Our work in Tanzania is very diverse and is aimed at people of all ages.
Here you will get to know our work more closely ...

No one has ever become poor by giving


Nice Orphans - Children's Home


The children's home is the "heart" of our project, which started in 2004. At that time, Florida took in street children to take care of them and give them a home.
Today there are 23 children living in the orphanage and 70 children could be transferred to foster families, but every week employees of the project visit to ensure that the children in the new families are well. Florida and Mama Sarah are particularly keen that all children can go to school. School fees, school uniforms and school supplies always cost a lot of money to send all the children to school. That's why we want to help cover these costs so that children can go to school and create a foundation for their future.

education

Education plays a vital role in the work of Florida and Mama Sarah in Tanzania.
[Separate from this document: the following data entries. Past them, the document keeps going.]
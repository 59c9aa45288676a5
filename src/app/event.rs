use crate::reading::StripClass;

/// Application events
#[derive(Debug, PartialEq, Clone)]
pub enum AppEvent {
    LoadFile(String),
    LoadClipboard,
    Quit,
    Help,
    Warning(String),
    InvalidCommand(String),
    TogglePlay,
    Reset,
    Seek(f64),
    AdjustWpm(i32),
    SetWpm(String),
    AdjustTextSize(i32),
    SetTextSize(String),
    ToggleTheme,
    SetTheme(String),
    SetColor(String),
    ToggleStrip(StripClass),
    ToggleSettings,
    EnterCommand,
    None,
}

/// Terminal-independent key presses.
#[derive(Debug, Clone, Copy, PartialEq, Eq)]
pub enum Key {
    Char(char),
    Enter,
    Esc,
    Backspace,
    Up,
    Down,
    Other,
}
use crate::engine::Config;
use crate::reading::{ReadingState, WordSegments};

/// Everything a display needs after a state change.
#[derive(Debug, Clone, PartialEq)]
pub struct RenderState {
    pub segments: WordSegments,
    pub current_index: usize,
    pub word_count: usize,
    /// Percentage in `0.0..=100.0`; zero when there are no words.
    pub progress_percent: f64,
    /// Human readable position, e.g. `Word 3 of 120`
    pub counter: String,
    pub is_playing: bool,
    pub config: Config,
}

impl RenderState {
    pub fn from_reading_state(reading: &ReadingState, config: &Config) -> Self {
        let word_count = reading.word_count();
        let current_index = reading.current_index();
        let segments = reading
            .current_word()
            .map(WordSegments::split)
            .unwrap_or_default();

        let (progress_percent, counter) = if word_count == 0 {
            (0.0, "Word 0 of 0".to_string())
        } else {
            (
                (current_index + 1) as f64 / word_count as f64 * 100.0,
                format!("Word {} of {}", current_index + 1, word_count),
            )
        };

        Self {
            segments,
            current_index,
            word_count,
            progress_percent,
            counter,
            is_playing: reading.is_playing(),
            config: config.clone(),
        }
    }

    pub fn progress_fraction(&self) -> f64 {
        self.progress_percent / 100.0
    }
}

/// Receives the session's display updates.
pub trait RenderSink {
    fn render(&mut self, state: &RenderState);

    /// The session ended; the embedding surface should tear it down.
    fn session_closed(&mut self) {}
}

impl<F: FnMut(&RenderState)> RenderSink for F {
    fn render(&mut self, state: &RenderState) {
        self(state)
    }
}
#[cfg(test)]
mod tests {
    use super::*;
    use crate::settings::MemorySettingsStore;
    use std::cell::RefCell;
    use std::rc::Rc;
    use std::time::Duration;

    #[derive(Default)]
    struct Recorded {
        frames: Vec<RenderState>,
        closed: bool,
    }

    struct Recorder(Rc<RefCell<Recorded>>);

    impl RenderSink for Recorder {
        fn render(&mut self, state: &RenderState) {
            self.0.borrow_mut().frames.push(state.clone());
        }

        fn session_closed(&mut self) {
            self.0.borrow_mut().closed = true;
        }
    }

    fn session_with(store: MemorySettingsStore) -> (Session, Rc<RefCell<Recorded>>) {
        let recorded = Rc::new(RefCell::new(Recorded::default()));
        let session = Session::new(Box::new(store), Box::new(Recorder(Rc::clone(&recorded))));
        (session, recorded)
    }

    fn ms(n: u64) -> Duration {
        Duration::from_millis(n)
    }

    fn frame_count(recorded: &Rc<RefCell<Recorded>>) -> usize {
        recorded.borrow().frames.len()
    }

    fn last_frame(recorded: &Rc<RefCell<Recorded>>) -> RenderState {
        recorded.borrow().frames.last().cloned().expect("no frame rendered")
    }

    #[test]
    fn test_new_session_renders_stored_config() {
        let mut store = MemorySettingsStore::new();
        store.save(&SettingsPatch::wpm(450)).unwrap();
        let (session, recorded) = session_with(store);
        assert_eq!(session.config().wpm, 450);
        assert_eq!(session.reading().wpm(), 450);
        assert_eq!(frame_count(&recorded), 1);
    }

    #[test]
    fn test_set_text_tokenizes_and_renders_first_word() {
        let (mut session, recorded) = session_with(MemorySettingsStore::new());
        session.set_text("Hello, (world)!");
        let frame = last_frame(&recorded);
        assert_eq!(frame.word_count, 2);
        assert_eq!(frame.counter, "Word 1 of 2");
        assert_eq!(frame.segments.word(), "Hello,");
    }

    #[test]
    fn test_every_tick_renders() {
        let start = Instant::now();
        let (mut session, recorded) = session_with(MemorySettingsStore::new());
        session.set_text("one two three four five");
        let before = frame_count(&recorded);

        session.toggle_play(start);
        session.tick(start + ms(1000));

        let frames = recorded.borrow().frames[before..].to_vec();
        let indices: Vec<usize> = frames.iter().map(|f| f.current_index).collect();
        let playing: Vec<bool> = frames.iter().map(|f| f.is_playing).collect();
        assert_eq!(indices, vec![0, 1, 2, 3, 4, 4]);
        assert_eq!(playing, vec![true, true, true, true, true, false]);
    }

    #[test]
    fn test_noop_controls_do_not_render() {
        let (mut session, recorded) = session_with(MemorySettingsStore::new());
        let before = frame_count(&recorded);
        session.toggle_play(Instant::now());
        session.seek(0.5);
        session.reset();
        assert_eq!(frame_count(&recorded), before);
        assert!(!session.reading().is_playing());
    }

    #[test]
    fn test_unchanged_settings_do_not_render() {
        let (mut session, recorded) = session_with(MemorySettingsStore::new());
        let before = frame_count(&recorded);
        assert!(session.set_text_size_level(3));
        session.set_theme(Theme::Dark);
        assert!(session.set_highlight_color("#f87171"));
        assert_eq!(frame_count(&recorded), before);

        session.set_theme(Theme::Light);
        assert_eq!(frame_count(&recorded), before + 1);
        assert_eq!(last_frame(&recorded).config.theme, Theme::Light);
    }

    #[test]
    fn test_invalid_rate_input_keeps_previous_value() {
        let (mut session, _) = session_with(MemorySettingsStore::new());
        let now = Instant::now();
        assert!(!session.set_wpm_input("fast", now));
        assert!(!session.set_wpm_input("50", now));
        assert!(!session.set_wpm(1200, now));
        assert_eq!(session.config().wpm, 300);

        assert!(session.set_wpm_input("450", now));
        assert_eq!(session.config().wpm, 450);
        assert_eq!(session.reading().wpm(), 450);
    }

    #[test]
    fn test_adjust_wpm_clamps() {
        let (mut session, _) = session_with(MemorySettingsStore::new());
        let now = Instant::now();
        for _ in 0..30 {
            session.adjust_wpm(50, now);
        }
        assert_eq!(session.config().wpm, 1000);
        for _ in 0..30 {
            session.adjust_wpm(-50, now);
        }
        assert_eq!(session.config().wpm, 100);
    }

    #[test]
    fn test_invalid_color_is_ignored() {
        let (mut session, _) = session_with(MemorySettingsStore::new());
        assert!(!session.set_highlight_color("#12345"));
        assert!(!session.set_highlight_color("purple"));
        assert_eq!(session.config().highlight_color.as_str(), "#f87171");
        assert!(session.set_highlight_color("#00FF00"));
        assert_eq!(session.config().highlight_color.as_str(), "#00FF00");
    }

    #[test]
    fn test_user_changes_are_persisted() {
        let store = MemorySettingsStore::new();
        let popup = store.surface();
        let (mut session, _) = session_with(store);
        let now = Instant::now();

        session.set_wpm(500, now);
        session.set_theme(Theme::Light);
        session.set_text_size_level(1);
        session.set_highlight_color("#0000ff");
        session.toggle_strip(StripClass::Quotes);

        let stored = popup.load();
        assert_eq!(stored.wpm, 500);
        assert_eq!(stored.theme, Theme::Light);
        assert_eq!(stored.text_size_level, 1);
        assert_eq!(stored.highlight_color.as_str(), "#0000ff");
        assert!(stored.strip.quotes);
    }

    #[test]
    fn test_text_size_level_bounds() {
        let (mut session, _) = session_with(MemorySettingsStore::new());
        assert!(!session.set_text_size_level(6));
        assert_eq!(session.config().text_size_level, 3);
        session.adjust_text_size(10);
        assert_eq!(session.config().text_size_level, 5);
        session.adjust_text_size(-10);
        assert_eq!(session.config().text_size_level, 0);
    }

    #[test]
    fn test_strip_toggle_retokenizes_and_rewinds() {
        let (mut session, _) = session_with(MemorySettingsStore::new());
        session.set_text("Hello, (world) again!");
        session.seek(0.9);
        assert_eq!(session.reading().current_index(), 2);

        session.toggle_strip(StripClass::Punctuation);
        session.toggle_strip(StripClass::Brackets);
        assert_eq!(session.reading().words(), ["Hello", "world", "again"]);
        assert_eq!(session.reading().current_index(), 0);
    }

    #[test]
    fn test_external_rate_change_restarts_timer_and_keeps_position() {
        let start = Instant::now();
        let store = MemorySettingsStore::new();
        let mut popup = store.surface();
        let (mut session, _) = session_with(store);
        session.set_text("a b c d e f g h i j");

        session.toggle_play(start);
        session.tick(start + ms(400));
        assert_eq!(session.reading().current_index(), 2);

        popup.save(&SettingsPatch::wpm(600)).unwrap();
        session.sync_external(start + ms(450));

        assert_eq!(session.config().wpm, 600);
        assert!(session.reading().is_playing());
        assert_eq!(session.reading().current_index(), 2);
        assert_eq!(session.next_deadline(), Some(start + ms(550)));

        session.tick(start + ms(650));
        assert_eq!(session.reading().current_index(), 4);
    }

    #[test]
    fn test_external_strip_change_retokenizes() {
        let store = MemorySettingsStore::new();
        let mut popup = store.surface();
        let (mut session, _) = session_with(store);
        session.set_text("\"quoted\" words here");
        session.seek(0.7);

        popup
            .save(&SettingsPatch::strip(StripOptions {
                quotes: true,
                ..StripOptions::default()
            }))
            .unwrap();
        session.sync_external(Instant::now());

        assert_eq!(session.reading().words()[0], "quoted");
        assert_eq!(session.reading().current_index(), 0);
    }

    #[test]
    fn test_external_theme_change_only_rerenders() {
        let start = Instant::now();
        let store = MemorySettingsStore::new();
        let mut popup = store.surface();
        let (mut session, recorded) = session_with(store);
        session.set_text("a b c d");
        session.toggle_play(start);
        session.tick(start + ms(200));
        let deadline = session.next_deadline();

        popup.save(&SettingsPatch::theme(Theme::Light)).unwrap();
        session.sync_external(start + ms(250));

        let frame = last_frame(&recorded);
        assert_eq!(frame.config.theme, Theme::Light);
        assert_eq!(frame.current_index, 1);
        assert!(frame.is_playing);
        assert_eq!(session.next_deadline(), deadline);
    }

    #[test]
    fn test_external_malformed_value_falls_back_to_default() {
        let mut record = crate::settings::SettingsRecord::new();
        record.insert("orpColor".into(), serde_json::json!("#abcdef"));
        let store = MemorySettingsStore::with_record(record);
        let (mut session, _) = session_with(store);
        assert_eq!(session.config().highlight_color.as_str(), "#abcdef");

        session.apply_external(
            SettingChange {
                field: SettingField::HighlightColor,
                value: serde_json::json!(12),
            },
            Instant::now(),
        );
        assert_eq!(session.config().highlight_color, HighlightColor::default());
    }

    #[test]
    fn test_close_cancels_timer_and_notifies_sink() {
        let start = Instant::now();
        let (mut session, recorded) = session_with(MemorySettingsStore::new());
        session.set_text("a b c");
        session.toggle_play(start);
        let before = frame_count(&recorded);

        session.close();
        assert!(recorded.borrow().closed);
        assert!(session.is_closed());
        assert!(!session.reading().is_playing());

        session.tick(start + ms(5000));
        session.toggle_play(start + ms(5000));
        assert_eq!(frame_count(&recorded), before);
    }
}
HIV and AIDS, nutrition, hygiene, and even female genital mutilation lead to numerous problems in the region where the center is located and often have serious health consequences. Therefore, grants will be used to hold regular seminars and events to discuss these issues so that people in the region know how to protect themselves. In particular, topics such as female genital mutilation and child marriage are to be treated with great sensitivity in this event and Florida told that especially men have a great interest in these events, which is particularly important because the men are the ones in the Bomas (villages) the Maasai make the important decisions.

bakery

A delicious freshly baked bread - that's what everyone likes to eat! Florida and Mama Sarah want to buy an oven and sell the bread to cover the running costs of the children's home. The two can bake, now an oven is to be purchased in order to start the project. If you want to support both, we are looking forward to it!

Agriculture

In the countryside around the center, Florida and Mama Sarah grow corn, beans and vegetables. The children are then harvested together and the children can learn a lot about agriculture and at the same time the children can be fed with it.

Water & electricity

The village in which the center is located, there is neither a power line, nor a water pipe. The Maasai who live there pick up the water that they need from a river nearby. But before the river flows through their village, it flows through Arusha, a city that pumps its sewage into the river. The contaminated water causes many diseases, which is why filter systems or a groundwater well should help provide people with pure water on site.
A few months ago, Florida and Mama Sarah were able to equip the center with a small solar panel and have power and light without relying on government power. Now they are planning to set up more solar panels to power the people around them.